_Activity_
In total, how many lines of the data contain the word "await"? Only that number is wanted.

_Dataset extract_
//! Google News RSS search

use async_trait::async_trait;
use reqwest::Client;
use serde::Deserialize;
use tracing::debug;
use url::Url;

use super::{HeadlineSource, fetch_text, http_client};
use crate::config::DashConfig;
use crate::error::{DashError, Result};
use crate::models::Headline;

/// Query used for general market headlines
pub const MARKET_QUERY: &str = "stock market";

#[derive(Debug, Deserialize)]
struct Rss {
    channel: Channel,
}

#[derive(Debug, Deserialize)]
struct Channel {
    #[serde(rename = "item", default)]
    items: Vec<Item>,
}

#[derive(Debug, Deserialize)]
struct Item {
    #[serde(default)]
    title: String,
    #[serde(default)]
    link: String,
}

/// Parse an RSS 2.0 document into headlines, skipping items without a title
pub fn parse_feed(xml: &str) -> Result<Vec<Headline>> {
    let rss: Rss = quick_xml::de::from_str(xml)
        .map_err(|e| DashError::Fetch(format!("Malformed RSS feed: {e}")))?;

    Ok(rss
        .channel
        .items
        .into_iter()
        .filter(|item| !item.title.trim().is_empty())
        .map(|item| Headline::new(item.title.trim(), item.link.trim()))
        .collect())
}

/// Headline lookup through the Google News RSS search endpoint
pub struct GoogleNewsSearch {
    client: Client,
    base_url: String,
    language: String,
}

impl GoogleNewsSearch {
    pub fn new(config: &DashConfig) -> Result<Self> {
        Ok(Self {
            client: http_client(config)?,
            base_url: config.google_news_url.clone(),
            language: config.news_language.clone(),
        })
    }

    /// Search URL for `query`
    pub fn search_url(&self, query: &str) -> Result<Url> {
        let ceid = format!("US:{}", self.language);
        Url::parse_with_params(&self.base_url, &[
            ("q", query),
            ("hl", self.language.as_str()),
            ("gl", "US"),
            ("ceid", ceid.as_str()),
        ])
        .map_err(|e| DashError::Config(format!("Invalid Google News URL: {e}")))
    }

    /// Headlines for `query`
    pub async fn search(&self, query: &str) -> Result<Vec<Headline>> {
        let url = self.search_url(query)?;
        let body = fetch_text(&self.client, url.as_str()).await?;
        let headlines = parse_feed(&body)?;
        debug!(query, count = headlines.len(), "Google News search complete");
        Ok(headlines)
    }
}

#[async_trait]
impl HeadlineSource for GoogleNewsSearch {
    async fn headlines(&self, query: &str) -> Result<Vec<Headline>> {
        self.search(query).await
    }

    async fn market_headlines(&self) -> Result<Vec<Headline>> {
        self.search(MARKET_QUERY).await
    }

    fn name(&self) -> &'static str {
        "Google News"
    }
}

_Answer box_
3